Exercise description →
Copy out, from the data, each line containing the string "while".

*** Opening of Provided data ***

#[cfg(test)]
mod tests {
    use super::*;
    use crate::queue::{NoTelemetry, ResourceSnapshot};
    use std::sync::atomic::{AtomicUsize, Ordering};
    use std::time::Duration;

    #[test]
    fn bisection_narrows_the_window_monotonically() {
        // last_good=80, first_bad=160: mid 120 passes, next mid is 140
        let (low, high) = bisect_step(80, 160, 120, true);
        assert_eq!((low, high), (120, 160));
        assert_eq!((low + high) / 2, 140);

        // mid 120 fails instead: next mid is 100
        let (low, high) = bisect_step(80, 160, 120, false);
        assert_eq!((low, high), (80, 120));
        assert_eq!((low + high) / 2, 100);
    }

    #[test]
    fn bisection_lower_bound_never_decreases() {
        let (mut low, mut high) = (80usize, 160usize);
        let verdicts = [true, false, true, false];
        let mut i = 0;
        while high - low > 10 {
            let mid = (low + high) / 2;
            let prev_low = low;
            (low, high) = bisect_step(low, high, mid, verdicts[i % verdicts.len()]);
            assert!(low >= prev_low);
            i += 1;
        }
        assert!(high - low <= 10);
    }

    #[test]
    fn failed_stability_derates_by_ten_percent() {
        assert_eq!(derate(130), 117);
        assert_eq!(derate(10), 9);
        assert_eq!(derate(0), 0);
    }

    #[test]
    fn recommended_ceiling_applies_the_safety_factor() {
        assert_eq!(recommended(100, 0.8), 80);
        assert_eq!(recommended(16, 0.8), 12);
        assert_eq!(recommended(0, 0.8), 0);
    }

    fn passing(concurrency: usize, throughput: f64) -> ConcurrencyTestResult {
        let mut r = evaluate_level(
            concurrency,
            Duration::from_secs(1),
            &[],
            ResourceSnapshot::default(),
            &Slo::builder().build(),
        );
        r.verdict.passed = true;
        r.throughput = throughput;
        r
    }

    fn failing(concurrency: usize) -> ConcurrencyTestResult {
        let mut r = passing(concurrency, 0.0);
        r.verdict.passed = false;
        r
    }

    #[test]
    fn effective_level_takes_the_highest_pass_latest_result() {
        let levels = vec![
            passing(20, 100.0),
            passing(40, 180.0),
            failing(80),
            passing(40, 190.0), // stability re-test of 40
        ];
        let (effective, throughput) = effective_level(&levels);
        assert_eq!(effective, 40);
        assert!((throughput - 190.0).abs() < f64::EPSILON);
    }

    #[test]
    fn no_passing_level_means_zero_everywhere() {
        let (effective, throughput) = effective_level(&[failing(20)]);
        assert_eq!(effective, 0);
        assert_eq!(throughput, 0.0);
    }

    // -- full searches against a synthetic action -------------------------

    fn quick_settings() -> ProbeSettings {
        ProbeSettings::builder()
            .warmup_concurrency(2)
            .warmup_duration(Duration::from_millis(50))
            .initial_concurrency(8)
            .max_concurrency(256)
            .test_duration(Duration::from_millis(150))
            .stability_duration(Duration::from_millis(300))
            .build()
    }

    fn no_cancel() -> watch::Receiver<bool> {
        let (tx, rx) = watch::channel(false);
        std::mem::forget(tx);
        rx
    }

    fn ok_outcome() -> Outcome {
        Outcome::Success {
            latency: Duration::from_micros(500),
            timeline: crate::queue::Timeline {
                arrival: 1,
                enqueue: 2,
                dequeue: 3,
                complete: 4,
            },
            queue_depth_at_enqueue: 0,
        }
    }

    /// Succeeds while at most `knee` requests are in flight and times out
    /// past it, like a server whose ceiling sits exactly at `knee`.
    fn kneed_action(
        knee: usize,
    ) -> impl Fn() -> std::pin::Pin<Box<dyn Future<Output = Outcome> + Send>> + Send + Sync + Clone
    {
        let inflight = Arc::new(AtomicUsize::new(0));
        move || {
            let inflight = Arc::clone(&inflight);
            Box::pin(async move {
                let over = inflight.fetch_add(1, Ordering::SeqCst) >= knee;
                tokio::time::sleep(Duration::from_millis(1)).await;
                inflight.fetch_sub(1, Ordering::SeqCst);
                if over {
                    Outcome::Timeout {
                        layer: crate::client::TimeoutLayer::Http2ConnectionLayer,
                    }
                } else {
                    ok_outcome()
                }
            })
        }
    }

    #[tokio::test(flavor = "multi_thread", worker_threads = 4)]
    async fn search_converges_onto_the_knee() {
        let prober = ConcurrencyProber::new(
            SteadyStateEngine::new(kneed_action(64)),
            Arc::new(NoTelemetry),
            Slo::builder().build(),
            quick_settings(),
        );
        let result = prober.probe(no_cancel()).await;
        assert!(!result.first_level_failed);
        assert!(!result.cancelled);
        assert!(
            result.max_concurrency >= 54 && result.max_concurrency <= 74,
            "converged on {} for a knee of 64",
            result.max_concurrency
        );
        assert_eq!(
            result.recommended_ceiling,
            recommended(result.effective_concurrency, 0.8)
        );
        assert!(result.saturated_throughput > 0.0);
    }

    #[tokio::test(flavor = "multi_thread", worker_threads = 4)]
    async fn first_level_failure_short_circuits() {
        let prober = ConcurrencyProber::new(
            SteadyStateEngine::new(|| async {
                tokio::time::sleep(Duration::from_millis(1)).await;
                Outcome::Timeout {
                    layer: crate::client::TimeoutLayer::Http2ConnectionLayer,
                }
            }),
            Arc::new(NoTelemetry),
            Slo::builder().build(),
            quick_settings(),
        );
        let result = prober.probe(no_cancel()).await;
        assert!(result.first_level_failed);
        assert_eq!(result.max_concurrency, 0);
        assert_eq!(result.effective_concurrency, 0);
        assert_eq!(result.levels.len(), 1, "no bisection after a first-level fail");
    }

    #[tokio::test(flavor = "multi_thread", worker_threads = 4)]
    async fn never_failing_skips_bisection_and_verifies_the_ceiling() {
        let prober = ConcurrencyProber::new(
            SteadyStateEngine::new(|| async {
                tokio::time::sleep(Duration::from_micros(200)).await;
                ok_outcome()
            }),
            Arc::new(NoTelemetry),
            Slo::builder().build(),
            ProbeSettings::builder()
                .warmup_concurrency(2)
                .warmup_duration(Duration::from_millis(50))
                .initial_concurrency(8)
                .max_concurrency(16)
                .test_duration(Duration::from_millis(120))
                .stability_duration(Duration::from_millis(200))
                .build(),
        );
        let result = prober.probe(no_cancel()).await;
        // growth at 8 and 16, then the stability re-test of 16
        let tested: Vec<usize> = result.levels.iter().map(|l| l.concurrency).collect();
        assert_eq!(tested, vec![8, 16, 16]);
        assert_eq!(result.max_concurrency, 16);
        assert_eq!(result.effective_concurrency, 16);
        assert_eq!(result.recommended_ceiling, 12);
    }

    #[tokio::test(flavor = "multi_thread", worker_threads = 4)]
    async fn cancellation_yields_a_partial_result() {
        let (tx, rx) = watch::channel(false);
        let prober = ConcurrencyProber::new(
            SteadyStateEngine::new(|| async {
                tokio::time::sleep(Duration::from_millis(1)).await;
                ok_outcome()
            }),
            Arc::new(NoTelemetry),
            Slo::builder().build(),
            ProbeSettings::builder()
                .warmup_concurrency(2)
                .warmup_duration(Duration::from_millis(50))
                .initial_concurrency(4)
                .max_concurrency(1_024)
                .test_duration(Duration::from_secs(5))
                .stability_duration(Duration::from_secs(15))
                .build(),
        );
        tokio::spawn(async move {
            tokio::time::sleep(Duration::from_millis(300)).await;
            let _ = tx.send(true);
        });
        let started = std::time::Instant::now();
        let result = prober.probe(rx).await;
        assert!(result.cancelled);
        assert!(started.elapsed() < Duration::from_secs(10));
        assert!(result.levels.len() <= 2);
    }

    #[tokio::test(flavor = "multi_thread", worker_threads = 4)]
    async fn schedule_mode_scores_each_requested_level() {
        let prober = ConcurrencyProber::new(
            SteadyStateEngine::new(kneed_action(32)),
            Arc::new(NoTelemetry),
            Slo::builder().build(),
            quick_settings(),
        );
        let result = prober.run_schedule(&[8, 16, 64], no_cancel()).await;
        let tested: Vec<usize> = result.levels.iter().map(|l| l.concurrency).collect();
        assert_eq!(tested, vec![8, 16, 64]);
        assert!(result.levels[0].verdict.passed);
        assert!(result.levels[1].verdict.passed);
        assert!(!result.levels[2].verdict.passed);
        assert_eq!(result.max_concurrency, 16);
    }
}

*** Close of Provided data ***

Response to the task →
        while high - low > 10 {
    /// Succeeds while at most `knee` requests are in flight and times out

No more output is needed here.